Problem description :: Count the lines in the entries that contain the string "ErrorContext". State nothing but the number.

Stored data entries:
-------

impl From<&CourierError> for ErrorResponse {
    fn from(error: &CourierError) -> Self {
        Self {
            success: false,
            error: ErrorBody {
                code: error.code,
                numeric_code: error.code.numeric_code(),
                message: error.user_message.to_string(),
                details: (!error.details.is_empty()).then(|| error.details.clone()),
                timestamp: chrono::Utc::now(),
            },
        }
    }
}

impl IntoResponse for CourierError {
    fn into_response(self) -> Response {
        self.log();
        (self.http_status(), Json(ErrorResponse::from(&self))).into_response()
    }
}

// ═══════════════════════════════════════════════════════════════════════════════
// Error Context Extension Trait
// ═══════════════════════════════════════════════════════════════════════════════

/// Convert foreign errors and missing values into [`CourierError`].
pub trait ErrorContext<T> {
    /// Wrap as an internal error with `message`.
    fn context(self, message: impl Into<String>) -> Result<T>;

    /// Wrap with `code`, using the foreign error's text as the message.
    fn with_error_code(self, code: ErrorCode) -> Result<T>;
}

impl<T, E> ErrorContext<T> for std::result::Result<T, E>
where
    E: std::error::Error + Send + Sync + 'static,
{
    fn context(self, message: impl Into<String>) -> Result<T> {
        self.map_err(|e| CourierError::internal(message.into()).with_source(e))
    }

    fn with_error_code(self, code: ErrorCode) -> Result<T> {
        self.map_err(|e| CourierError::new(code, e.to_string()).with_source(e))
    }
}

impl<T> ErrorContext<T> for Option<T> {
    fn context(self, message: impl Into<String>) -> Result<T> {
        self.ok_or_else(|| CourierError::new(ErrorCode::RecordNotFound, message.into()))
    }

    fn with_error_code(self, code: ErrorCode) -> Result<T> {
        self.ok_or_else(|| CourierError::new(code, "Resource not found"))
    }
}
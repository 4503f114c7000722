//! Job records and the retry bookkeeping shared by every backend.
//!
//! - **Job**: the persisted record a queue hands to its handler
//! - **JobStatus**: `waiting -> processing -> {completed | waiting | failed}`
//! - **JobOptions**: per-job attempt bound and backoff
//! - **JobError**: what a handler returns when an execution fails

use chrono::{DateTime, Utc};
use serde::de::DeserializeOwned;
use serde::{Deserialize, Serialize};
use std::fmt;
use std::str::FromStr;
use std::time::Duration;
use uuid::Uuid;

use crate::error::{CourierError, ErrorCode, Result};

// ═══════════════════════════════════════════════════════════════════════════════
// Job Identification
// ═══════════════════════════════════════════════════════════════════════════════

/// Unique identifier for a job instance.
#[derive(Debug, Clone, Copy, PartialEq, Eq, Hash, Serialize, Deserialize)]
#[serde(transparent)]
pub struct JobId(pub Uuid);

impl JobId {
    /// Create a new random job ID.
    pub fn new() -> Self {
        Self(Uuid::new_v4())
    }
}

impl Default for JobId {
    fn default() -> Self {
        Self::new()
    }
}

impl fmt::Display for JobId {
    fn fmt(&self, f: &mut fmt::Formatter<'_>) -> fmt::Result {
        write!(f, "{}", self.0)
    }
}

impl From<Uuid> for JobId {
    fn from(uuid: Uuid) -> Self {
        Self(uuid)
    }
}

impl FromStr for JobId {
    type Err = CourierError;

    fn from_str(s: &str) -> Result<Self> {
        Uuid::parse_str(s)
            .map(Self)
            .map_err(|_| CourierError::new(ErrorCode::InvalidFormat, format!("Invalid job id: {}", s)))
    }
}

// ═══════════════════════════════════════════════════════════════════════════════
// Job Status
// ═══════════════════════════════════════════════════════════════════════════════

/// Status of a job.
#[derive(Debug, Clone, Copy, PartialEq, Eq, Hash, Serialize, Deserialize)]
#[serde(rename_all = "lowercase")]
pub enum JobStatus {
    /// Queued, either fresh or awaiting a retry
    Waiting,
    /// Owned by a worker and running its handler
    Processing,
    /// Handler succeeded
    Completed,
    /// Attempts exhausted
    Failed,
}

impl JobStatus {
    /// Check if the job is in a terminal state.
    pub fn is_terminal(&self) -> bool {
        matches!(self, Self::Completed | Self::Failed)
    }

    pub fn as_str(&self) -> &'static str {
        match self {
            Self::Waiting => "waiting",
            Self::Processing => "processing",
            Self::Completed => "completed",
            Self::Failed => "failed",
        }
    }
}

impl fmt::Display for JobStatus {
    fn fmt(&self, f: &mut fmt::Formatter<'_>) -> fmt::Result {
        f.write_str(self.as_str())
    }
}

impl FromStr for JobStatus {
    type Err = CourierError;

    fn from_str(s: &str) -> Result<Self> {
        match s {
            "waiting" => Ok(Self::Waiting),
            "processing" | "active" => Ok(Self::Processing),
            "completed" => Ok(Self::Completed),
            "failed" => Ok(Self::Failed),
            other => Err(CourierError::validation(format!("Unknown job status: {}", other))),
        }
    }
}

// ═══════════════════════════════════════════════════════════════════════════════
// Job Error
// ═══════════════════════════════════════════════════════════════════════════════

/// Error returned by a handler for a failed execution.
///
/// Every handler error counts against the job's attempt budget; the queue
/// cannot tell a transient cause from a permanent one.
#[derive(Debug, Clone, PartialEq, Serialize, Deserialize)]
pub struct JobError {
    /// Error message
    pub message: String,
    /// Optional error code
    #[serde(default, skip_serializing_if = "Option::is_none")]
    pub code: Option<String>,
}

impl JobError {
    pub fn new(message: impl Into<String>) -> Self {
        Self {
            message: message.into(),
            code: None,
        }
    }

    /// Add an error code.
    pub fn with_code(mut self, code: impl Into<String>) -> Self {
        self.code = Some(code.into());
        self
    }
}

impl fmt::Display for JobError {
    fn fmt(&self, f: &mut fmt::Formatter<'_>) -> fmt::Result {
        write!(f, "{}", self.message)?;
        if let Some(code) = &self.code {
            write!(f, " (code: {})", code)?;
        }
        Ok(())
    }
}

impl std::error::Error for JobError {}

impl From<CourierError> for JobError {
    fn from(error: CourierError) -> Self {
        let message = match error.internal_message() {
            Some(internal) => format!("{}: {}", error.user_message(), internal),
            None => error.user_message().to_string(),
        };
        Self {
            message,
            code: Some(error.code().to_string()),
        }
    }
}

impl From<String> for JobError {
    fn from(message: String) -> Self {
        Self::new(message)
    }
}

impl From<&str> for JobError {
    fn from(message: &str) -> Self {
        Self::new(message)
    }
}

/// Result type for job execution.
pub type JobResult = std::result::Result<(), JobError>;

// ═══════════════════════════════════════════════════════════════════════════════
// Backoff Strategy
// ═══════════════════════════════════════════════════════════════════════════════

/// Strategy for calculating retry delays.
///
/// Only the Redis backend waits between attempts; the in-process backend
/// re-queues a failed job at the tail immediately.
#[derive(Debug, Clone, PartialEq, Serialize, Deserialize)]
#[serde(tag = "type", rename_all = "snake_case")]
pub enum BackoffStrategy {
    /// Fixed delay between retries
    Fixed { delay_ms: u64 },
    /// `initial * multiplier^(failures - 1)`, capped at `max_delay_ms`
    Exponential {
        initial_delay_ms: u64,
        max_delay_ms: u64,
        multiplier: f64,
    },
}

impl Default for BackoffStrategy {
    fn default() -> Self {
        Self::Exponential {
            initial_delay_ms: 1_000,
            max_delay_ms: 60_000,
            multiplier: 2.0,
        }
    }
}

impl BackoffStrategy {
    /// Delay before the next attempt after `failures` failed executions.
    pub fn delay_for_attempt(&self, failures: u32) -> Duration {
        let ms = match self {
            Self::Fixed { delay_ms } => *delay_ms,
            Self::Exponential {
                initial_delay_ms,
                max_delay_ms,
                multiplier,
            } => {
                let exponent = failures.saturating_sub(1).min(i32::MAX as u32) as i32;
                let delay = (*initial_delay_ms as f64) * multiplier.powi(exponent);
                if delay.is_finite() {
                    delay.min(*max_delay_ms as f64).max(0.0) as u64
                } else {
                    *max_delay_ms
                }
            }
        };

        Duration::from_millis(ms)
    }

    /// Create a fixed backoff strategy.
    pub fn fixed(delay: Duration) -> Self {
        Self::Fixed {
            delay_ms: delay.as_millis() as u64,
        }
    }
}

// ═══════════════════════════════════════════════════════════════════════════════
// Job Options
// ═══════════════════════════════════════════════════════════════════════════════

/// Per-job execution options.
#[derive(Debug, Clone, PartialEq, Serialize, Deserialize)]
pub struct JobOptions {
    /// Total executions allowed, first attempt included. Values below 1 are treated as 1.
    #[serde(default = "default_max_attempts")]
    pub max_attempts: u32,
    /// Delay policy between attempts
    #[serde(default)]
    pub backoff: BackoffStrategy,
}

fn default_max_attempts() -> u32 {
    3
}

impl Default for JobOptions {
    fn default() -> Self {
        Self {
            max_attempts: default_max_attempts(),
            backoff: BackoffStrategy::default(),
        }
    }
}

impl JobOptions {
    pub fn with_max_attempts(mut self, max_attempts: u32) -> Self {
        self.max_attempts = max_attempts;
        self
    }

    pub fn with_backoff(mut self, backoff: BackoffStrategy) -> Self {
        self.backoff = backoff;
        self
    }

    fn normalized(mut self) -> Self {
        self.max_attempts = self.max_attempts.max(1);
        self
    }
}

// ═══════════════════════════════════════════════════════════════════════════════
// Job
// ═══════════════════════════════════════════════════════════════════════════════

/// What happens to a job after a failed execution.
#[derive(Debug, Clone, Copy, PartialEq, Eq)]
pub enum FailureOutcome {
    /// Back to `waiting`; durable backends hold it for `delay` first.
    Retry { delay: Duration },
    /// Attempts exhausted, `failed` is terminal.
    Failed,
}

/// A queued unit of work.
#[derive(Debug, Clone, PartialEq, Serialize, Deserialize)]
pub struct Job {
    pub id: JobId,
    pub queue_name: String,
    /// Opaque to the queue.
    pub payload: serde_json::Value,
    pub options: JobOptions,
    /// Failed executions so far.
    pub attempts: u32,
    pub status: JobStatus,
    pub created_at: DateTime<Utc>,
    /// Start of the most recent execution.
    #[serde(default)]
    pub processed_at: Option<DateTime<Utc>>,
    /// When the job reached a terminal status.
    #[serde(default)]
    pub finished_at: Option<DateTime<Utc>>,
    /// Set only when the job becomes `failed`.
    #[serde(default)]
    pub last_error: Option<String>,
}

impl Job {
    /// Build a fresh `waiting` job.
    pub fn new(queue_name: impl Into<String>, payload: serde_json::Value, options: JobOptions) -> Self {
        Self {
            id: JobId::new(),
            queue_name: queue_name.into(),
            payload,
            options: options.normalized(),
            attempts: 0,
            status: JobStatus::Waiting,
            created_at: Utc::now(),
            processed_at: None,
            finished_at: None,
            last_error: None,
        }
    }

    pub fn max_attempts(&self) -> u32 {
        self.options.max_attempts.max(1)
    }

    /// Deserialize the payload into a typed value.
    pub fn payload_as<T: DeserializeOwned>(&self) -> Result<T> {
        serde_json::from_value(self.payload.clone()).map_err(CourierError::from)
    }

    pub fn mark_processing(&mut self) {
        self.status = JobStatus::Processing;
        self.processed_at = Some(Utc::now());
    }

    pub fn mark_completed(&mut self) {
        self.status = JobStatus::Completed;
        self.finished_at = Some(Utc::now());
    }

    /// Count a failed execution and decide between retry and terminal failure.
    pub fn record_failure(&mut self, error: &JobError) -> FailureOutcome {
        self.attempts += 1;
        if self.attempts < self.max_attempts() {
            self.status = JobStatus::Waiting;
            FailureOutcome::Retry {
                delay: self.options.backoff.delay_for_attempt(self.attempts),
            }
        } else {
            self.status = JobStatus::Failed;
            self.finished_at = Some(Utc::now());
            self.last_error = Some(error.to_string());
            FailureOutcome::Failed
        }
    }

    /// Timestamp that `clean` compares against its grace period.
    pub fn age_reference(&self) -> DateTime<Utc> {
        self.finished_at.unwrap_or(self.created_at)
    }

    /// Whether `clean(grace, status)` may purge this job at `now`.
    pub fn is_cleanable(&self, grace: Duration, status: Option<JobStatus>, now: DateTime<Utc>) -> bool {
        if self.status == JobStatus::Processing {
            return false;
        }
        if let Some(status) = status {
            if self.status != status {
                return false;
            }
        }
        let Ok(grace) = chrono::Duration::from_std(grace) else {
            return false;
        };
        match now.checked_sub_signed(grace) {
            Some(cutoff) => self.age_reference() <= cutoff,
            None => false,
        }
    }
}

-------

Output for this exercise :: 3